▸ **MATERIAL TO PROCESS**:
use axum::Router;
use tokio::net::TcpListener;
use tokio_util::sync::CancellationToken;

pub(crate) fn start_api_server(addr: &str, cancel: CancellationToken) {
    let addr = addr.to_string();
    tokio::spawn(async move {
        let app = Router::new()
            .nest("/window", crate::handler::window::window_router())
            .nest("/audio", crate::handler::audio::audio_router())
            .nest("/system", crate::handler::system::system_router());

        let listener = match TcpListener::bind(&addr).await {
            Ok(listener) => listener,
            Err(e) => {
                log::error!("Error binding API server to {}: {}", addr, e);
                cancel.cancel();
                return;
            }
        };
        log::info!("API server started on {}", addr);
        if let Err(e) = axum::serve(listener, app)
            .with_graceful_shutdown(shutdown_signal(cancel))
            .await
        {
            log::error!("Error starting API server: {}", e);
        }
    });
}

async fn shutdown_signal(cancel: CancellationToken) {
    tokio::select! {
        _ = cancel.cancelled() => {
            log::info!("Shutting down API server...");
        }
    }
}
---
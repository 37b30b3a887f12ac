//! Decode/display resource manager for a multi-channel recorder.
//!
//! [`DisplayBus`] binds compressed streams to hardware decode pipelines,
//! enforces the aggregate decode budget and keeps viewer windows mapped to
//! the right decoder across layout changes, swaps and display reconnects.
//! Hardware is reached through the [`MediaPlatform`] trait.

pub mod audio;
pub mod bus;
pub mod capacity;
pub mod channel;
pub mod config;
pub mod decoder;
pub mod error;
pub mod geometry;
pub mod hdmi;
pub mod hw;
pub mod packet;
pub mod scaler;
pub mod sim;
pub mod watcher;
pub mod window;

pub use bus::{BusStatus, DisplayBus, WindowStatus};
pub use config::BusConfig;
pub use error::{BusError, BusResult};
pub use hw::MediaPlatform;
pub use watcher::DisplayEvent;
* * *
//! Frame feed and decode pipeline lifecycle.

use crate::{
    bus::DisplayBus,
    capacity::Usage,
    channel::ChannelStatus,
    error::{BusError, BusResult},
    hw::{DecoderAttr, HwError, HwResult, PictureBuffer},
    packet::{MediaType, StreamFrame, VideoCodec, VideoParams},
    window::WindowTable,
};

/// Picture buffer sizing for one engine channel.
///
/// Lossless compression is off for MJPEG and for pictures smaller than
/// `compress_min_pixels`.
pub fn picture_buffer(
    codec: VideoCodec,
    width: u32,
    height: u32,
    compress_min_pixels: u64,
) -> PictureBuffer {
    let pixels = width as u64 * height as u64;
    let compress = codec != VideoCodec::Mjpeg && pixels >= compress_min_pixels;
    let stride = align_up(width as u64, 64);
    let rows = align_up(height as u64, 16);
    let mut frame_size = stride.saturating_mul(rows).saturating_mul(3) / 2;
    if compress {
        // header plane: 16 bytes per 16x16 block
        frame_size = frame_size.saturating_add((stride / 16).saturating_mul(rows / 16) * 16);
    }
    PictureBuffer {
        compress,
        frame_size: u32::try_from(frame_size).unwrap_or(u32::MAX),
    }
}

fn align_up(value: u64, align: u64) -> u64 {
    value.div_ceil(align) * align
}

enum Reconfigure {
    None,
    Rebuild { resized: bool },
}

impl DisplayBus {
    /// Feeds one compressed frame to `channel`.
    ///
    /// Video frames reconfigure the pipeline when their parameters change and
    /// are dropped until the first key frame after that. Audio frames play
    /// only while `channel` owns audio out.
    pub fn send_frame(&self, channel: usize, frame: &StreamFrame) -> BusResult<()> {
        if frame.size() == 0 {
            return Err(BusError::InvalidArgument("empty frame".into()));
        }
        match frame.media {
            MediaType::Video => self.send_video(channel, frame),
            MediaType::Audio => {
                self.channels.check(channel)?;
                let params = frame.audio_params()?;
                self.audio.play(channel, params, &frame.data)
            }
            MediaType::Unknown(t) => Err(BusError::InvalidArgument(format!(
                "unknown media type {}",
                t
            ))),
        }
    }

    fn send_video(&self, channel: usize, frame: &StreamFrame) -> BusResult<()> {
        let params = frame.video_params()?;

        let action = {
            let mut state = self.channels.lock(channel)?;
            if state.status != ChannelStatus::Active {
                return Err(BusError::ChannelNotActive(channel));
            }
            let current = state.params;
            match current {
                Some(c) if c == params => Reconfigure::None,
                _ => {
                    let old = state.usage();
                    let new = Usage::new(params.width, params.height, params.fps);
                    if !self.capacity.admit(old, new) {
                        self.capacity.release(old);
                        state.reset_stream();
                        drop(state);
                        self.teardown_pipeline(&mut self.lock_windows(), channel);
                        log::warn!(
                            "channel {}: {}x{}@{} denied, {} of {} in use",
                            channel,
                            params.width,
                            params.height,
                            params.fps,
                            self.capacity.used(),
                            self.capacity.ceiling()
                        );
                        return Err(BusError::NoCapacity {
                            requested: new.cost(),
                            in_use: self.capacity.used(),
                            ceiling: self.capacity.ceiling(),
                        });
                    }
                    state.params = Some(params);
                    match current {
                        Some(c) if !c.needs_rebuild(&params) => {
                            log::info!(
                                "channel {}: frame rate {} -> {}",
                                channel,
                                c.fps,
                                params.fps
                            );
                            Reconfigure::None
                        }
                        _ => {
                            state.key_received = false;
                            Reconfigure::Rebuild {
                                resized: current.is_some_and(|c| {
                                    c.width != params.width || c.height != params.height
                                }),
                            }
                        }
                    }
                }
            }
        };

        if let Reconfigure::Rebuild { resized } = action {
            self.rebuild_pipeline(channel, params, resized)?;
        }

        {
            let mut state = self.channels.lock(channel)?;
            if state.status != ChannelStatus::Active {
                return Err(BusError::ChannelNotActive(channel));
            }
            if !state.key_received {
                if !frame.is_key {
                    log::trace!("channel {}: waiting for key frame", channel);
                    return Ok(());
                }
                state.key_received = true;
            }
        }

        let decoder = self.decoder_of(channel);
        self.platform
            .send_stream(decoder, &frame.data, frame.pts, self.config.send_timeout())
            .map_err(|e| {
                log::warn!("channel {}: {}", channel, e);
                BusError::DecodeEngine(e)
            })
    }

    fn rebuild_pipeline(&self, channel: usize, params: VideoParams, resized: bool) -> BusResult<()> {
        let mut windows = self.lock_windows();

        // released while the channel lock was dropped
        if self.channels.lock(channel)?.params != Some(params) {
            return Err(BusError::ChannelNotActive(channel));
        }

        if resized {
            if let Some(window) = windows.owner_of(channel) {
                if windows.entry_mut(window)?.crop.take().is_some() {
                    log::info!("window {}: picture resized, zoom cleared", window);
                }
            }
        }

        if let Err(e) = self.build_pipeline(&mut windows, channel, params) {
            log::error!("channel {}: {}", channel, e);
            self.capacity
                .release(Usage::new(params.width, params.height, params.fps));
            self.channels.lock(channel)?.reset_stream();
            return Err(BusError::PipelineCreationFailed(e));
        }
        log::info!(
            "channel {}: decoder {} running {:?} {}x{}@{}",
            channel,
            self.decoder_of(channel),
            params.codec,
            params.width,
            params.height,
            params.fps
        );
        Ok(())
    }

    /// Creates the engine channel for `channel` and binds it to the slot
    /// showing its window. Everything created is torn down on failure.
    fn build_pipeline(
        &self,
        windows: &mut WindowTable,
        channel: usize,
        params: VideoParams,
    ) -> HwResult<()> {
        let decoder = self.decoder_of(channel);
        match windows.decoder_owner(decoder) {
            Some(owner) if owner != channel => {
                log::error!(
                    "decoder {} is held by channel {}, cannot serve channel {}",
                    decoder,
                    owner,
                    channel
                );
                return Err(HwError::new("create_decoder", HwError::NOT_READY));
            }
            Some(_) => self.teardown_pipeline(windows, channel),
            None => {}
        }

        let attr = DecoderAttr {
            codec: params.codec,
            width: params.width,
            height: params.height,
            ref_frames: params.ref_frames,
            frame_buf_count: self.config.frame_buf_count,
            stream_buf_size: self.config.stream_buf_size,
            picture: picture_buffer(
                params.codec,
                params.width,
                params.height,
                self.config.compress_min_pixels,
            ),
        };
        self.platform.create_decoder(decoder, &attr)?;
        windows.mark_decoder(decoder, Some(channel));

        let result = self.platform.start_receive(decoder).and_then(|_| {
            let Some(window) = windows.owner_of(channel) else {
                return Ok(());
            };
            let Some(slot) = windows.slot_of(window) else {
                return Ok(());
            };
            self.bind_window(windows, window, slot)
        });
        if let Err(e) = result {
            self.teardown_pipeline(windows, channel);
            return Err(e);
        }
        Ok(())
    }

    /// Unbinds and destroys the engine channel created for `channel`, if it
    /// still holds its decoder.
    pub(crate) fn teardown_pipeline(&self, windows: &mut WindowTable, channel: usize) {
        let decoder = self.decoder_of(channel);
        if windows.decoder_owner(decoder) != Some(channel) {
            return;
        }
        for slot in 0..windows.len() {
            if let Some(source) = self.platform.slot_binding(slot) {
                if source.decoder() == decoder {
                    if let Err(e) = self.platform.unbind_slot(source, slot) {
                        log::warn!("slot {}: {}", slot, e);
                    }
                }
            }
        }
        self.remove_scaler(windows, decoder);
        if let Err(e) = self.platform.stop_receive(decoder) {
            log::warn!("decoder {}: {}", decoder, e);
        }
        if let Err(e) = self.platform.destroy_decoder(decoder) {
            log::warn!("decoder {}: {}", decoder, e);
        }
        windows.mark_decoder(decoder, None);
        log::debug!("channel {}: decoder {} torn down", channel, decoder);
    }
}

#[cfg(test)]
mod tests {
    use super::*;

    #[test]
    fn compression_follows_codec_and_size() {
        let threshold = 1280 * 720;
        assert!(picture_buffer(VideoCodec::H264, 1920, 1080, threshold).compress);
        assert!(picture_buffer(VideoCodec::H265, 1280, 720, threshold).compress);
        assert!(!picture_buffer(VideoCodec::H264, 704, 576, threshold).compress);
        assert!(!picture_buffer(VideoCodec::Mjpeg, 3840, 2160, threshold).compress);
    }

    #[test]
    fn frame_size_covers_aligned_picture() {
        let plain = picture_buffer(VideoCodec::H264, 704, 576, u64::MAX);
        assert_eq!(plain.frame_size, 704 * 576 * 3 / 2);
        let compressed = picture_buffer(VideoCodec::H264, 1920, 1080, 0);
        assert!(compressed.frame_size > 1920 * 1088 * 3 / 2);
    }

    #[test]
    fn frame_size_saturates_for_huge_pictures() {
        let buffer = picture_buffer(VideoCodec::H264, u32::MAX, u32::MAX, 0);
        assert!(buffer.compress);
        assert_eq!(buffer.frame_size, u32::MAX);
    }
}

▸ **TASK DIRECTIONS**: Find the lines above that contain the word "action" and collect them.

▸ **RESPONSE BELOW**:
        let action = {
        if let Reconfigure::Rebuild { resized } = action {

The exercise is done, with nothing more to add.